- _Work to be completed_: When the string "CypherResult" is part of a line in the data below, report the whole line.

[Stored data entries]
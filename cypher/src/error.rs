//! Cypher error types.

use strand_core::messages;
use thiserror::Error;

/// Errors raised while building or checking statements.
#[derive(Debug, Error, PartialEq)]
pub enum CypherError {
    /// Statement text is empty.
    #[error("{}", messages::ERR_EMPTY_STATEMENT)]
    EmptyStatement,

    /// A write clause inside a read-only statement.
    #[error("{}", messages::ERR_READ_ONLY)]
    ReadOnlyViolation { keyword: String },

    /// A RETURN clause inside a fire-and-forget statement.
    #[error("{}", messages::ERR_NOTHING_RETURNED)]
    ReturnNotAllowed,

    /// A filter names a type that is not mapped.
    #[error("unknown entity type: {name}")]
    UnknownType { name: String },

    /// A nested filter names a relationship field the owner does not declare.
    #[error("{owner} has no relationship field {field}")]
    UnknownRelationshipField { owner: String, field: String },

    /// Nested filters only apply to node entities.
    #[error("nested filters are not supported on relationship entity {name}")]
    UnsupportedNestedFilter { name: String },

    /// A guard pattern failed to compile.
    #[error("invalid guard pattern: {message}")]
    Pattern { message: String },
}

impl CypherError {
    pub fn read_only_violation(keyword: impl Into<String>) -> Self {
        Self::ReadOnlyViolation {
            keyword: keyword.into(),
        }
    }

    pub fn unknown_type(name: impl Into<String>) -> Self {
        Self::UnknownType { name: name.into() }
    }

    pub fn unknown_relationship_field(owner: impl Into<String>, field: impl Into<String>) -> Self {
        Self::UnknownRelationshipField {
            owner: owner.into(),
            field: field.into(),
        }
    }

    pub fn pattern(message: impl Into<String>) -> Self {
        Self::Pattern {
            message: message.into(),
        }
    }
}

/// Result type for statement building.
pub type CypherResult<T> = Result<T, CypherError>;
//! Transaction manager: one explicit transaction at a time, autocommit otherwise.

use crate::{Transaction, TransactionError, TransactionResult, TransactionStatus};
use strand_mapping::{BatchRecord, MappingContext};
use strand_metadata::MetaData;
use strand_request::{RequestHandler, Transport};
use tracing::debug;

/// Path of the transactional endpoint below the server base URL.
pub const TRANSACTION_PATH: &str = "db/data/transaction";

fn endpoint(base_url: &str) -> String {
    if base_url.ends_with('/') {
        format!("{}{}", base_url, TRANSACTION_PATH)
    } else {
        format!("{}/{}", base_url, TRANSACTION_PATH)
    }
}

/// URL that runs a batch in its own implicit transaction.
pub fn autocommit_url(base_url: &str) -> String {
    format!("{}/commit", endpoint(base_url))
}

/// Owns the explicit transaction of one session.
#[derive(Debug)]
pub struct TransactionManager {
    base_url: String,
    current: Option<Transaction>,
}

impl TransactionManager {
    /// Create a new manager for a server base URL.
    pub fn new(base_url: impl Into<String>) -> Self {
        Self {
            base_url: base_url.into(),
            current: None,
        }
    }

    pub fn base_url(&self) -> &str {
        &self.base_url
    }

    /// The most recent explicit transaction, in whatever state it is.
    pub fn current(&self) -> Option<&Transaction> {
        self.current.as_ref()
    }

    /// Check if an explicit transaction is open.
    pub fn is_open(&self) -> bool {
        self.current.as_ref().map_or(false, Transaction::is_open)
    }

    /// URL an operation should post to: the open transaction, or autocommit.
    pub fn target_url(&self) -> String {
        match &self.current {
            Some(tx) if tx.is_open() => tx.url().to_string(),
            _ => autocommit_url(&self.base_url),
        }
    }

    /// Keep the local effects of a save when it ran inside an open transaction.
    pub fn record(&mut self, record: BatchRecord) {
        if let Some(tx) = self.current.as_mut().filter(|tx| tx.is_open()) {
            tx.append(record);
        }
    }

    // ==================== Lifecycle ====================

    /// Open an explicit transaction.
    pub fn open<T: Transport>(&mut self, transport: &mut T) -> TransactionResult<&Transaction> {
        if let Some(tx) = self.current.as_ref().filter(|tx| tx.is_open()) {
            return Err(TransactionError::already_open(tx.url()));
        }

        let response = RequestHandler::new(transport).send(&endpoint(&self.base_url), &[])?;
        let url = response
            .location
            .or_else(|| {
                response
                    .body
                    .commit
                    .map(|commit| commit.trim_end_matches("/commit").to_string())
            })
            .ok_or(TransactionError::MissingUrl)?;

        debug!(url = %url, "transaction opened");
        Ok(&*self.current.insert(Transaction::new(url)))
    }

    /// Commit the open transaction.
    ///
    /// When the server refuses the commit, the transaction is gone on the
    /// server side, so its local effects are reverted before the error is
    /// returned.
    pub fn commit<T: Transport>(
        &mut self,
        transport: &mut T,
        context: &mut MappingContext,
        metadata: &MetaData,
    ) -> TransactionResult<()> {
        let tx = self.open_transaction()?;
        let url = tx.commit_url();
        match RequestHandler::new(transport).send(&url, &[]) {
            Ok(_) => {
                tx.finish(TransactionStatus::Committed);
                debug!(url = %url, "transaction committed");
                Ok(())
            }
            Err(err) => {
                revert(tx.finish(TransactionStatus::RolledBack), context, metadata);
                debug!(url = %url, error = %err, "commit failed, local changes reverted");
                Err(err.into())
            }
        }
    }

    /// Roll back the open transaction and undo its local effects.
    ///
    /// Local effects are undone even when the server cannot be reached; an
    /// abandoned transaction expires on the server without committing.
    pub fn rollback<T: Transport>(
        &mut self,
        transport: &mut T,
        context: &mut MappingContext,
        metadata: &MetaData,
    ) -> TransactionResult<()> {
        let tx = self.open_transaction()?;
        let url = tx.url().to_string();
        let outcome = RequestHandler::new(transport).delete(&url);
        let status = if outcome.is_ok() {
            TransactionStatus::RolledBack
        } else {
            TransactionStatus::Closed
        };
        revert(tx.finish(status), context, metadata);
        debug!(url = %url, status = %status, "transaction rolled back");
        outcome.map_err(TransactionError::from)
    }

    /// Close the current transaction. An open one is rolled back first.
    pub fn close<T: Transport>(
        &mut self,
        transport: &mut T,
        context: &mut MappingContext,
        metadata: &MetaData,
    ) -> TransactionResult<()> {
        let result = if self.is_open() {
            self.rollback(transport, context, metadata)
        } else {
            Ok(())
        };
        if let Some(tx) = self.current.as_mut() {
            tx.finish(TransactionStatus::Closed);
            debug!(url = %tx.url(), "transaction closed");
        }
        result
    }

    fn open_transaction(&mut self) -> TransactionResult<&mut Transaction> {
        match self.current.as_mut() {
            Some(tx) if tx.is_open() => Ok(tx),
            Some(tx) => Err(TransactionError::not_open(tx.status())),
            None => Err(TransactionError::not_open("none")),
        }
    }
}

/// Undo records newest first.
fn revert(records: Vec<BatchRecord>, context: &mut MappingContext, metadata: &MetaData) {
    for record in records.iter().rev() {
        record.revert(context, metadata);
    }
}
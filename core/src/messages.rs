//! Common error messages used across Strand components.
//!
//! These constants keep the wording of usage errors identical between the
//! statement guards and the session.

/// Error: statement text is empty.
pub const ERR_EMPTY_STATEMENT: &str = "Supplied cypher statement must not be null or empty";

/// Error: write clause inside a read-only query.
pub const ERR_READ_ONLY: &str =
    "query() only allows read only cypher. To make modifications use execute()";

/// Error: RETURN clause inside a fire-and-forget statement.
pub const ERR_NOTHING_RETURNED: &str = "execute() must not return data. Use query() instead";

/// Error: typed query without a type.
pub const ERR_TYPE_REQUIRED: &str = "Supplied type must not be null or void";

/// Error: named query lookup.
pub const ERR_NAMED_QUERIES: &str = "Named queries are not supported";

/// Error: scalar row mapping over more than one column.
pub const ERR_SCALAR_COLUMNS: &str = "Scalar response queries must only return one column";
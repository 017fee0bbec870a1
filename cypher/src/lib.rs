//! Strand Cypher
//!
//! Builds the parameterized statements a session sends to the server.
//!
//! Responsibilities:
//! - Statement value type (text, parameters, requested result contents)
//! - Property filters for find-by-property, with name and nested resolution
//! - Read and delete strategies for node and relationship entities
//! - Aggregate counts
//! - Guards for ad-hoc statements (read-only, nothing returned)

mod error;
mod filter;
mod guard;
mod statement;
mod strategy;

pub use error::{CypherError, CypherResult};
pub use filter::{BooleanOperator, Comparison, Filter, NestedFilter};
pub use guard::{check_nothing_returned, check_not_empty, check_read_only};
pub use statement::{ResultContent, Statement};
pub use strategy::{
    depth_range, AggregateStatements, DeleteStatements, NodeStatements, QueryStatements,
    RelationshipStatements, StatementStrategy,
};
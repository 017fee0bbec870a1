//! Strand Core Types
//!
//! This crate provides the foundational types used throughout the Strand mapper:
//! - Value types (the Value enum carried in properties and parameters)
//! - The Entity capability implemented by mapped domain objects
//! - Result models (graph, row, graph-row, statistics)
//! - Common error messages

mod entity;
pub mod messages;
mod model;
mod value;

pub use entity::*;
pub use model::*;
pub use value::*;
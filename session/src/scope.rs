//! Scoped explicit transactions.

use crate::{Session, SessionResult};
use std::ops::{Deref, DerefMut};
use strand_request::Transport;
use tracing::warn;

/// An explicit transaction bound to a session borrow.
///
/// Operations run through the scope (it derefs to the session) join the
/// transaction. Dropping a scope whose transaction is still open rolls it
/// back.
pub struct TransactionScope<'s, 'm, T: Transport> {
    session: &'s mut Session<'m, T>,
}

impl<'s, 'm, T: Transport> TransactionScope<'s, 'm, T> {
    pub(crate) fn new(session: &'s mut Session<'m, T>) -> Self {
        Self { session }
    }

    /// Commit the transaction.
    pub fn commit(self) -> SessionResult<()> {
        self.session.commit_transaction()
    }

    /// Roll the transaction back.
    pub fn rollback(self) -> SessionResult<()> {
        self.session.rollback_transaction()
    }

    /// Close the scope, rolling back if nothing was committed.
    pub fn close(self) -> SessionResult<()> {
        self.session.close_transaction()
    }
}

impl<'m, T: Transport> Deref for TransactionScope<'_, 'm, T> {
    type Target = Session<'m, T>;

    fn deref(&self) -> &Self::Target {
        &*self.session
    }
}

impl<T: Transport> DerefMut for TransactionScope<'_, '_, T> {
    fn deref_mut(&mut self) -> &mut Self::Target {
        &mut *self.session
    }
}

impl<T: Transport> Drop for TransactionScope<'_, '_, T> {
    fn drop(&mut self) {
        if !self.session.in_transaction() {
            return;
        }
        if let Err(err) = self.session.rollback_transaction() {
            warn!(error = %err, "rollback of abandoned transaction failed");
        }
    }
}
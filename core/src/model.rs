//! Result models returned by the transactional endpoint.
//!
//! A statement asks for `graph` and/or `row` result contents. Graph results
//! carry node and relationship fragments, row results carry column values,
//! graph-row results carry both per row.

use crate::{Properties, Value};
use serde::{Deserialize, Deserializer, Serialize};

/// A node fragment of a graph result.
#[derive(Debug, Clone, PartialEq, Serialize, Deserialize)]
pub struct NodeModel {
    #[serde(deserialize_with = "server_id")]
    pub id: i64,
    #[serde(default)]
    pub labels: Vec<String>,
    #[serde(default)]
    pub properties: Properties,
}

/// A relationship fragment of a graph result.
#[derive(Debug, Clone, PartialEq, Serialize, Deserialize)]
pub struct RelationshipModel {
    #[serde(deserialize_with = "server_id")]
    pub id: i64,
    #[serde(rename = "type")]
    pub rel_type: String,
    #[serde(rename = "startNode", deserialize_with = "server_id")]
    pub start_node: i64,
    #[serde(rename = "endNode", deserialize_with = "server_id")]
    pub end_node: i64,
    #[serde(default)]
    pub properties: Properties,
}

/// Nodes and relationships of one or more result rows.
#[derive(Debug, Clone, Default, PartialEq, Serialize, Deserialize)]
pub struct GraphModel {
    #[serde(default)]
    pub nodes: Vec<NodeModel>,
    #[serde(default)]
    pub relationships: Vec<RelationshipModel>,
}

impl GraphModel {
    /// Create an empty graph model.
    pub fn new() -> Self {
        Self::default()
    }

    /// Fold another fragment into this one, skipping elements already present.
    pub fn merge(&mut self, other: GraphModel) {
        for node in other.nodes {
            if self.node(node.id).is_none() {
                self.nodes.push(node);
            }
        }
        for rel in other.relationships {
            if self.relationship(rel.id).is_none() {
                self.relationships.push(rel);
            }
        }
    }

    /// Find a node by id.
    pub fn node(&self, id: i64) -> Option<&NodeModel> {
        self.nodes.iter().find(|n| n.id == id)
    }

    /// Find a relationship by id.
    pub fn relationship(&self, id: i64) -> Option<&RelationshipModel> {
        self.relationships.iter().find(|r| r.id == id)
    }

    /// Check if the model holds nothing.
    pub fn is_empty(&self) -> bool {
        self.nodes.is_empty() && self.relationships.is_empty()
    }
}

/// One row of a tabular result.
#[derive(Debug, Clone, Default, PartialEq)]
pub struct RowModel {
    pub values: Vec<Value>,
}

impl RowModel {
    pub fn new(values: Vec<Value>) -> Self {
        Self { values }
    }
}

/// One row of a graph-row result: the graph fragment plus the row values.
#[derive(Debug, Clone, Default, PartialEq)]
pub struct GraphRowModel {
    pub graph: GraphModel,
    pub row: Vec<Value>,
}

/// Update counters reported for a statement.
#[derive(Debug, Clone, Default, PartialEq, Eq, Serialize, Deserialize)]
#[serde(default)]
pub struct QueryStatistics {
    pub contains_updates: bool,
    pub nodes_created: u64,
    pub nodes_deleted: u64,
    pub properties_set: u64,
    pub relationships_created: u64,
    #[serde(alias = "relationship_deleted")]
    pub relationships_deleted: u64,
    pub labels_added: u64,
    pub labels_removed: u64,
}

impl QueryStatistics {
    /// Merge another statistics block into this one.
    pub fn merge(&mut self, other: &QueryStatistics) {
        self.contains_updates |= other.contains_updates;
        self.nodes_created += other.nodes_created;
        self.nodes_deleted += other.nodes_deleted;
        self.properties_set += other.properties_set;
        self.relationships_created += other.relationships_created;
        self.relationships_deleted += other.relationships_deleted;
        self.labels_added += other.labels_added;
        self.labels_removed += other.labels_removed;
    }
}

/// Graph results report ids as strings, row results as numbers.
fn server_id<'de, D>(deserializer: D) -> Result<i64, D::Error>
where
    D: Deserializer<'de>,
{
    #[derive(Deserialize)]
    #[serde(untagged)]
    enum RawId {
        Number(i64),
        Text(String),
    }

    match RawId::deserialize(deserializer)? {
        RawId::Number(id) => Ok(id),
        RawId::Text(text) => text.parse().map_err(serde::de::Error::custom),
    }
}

- _Answer to this exercise_:
pub type CypherResult<T> = Result<T, CypherError>;
pub use error::{CypherError, CypherResult};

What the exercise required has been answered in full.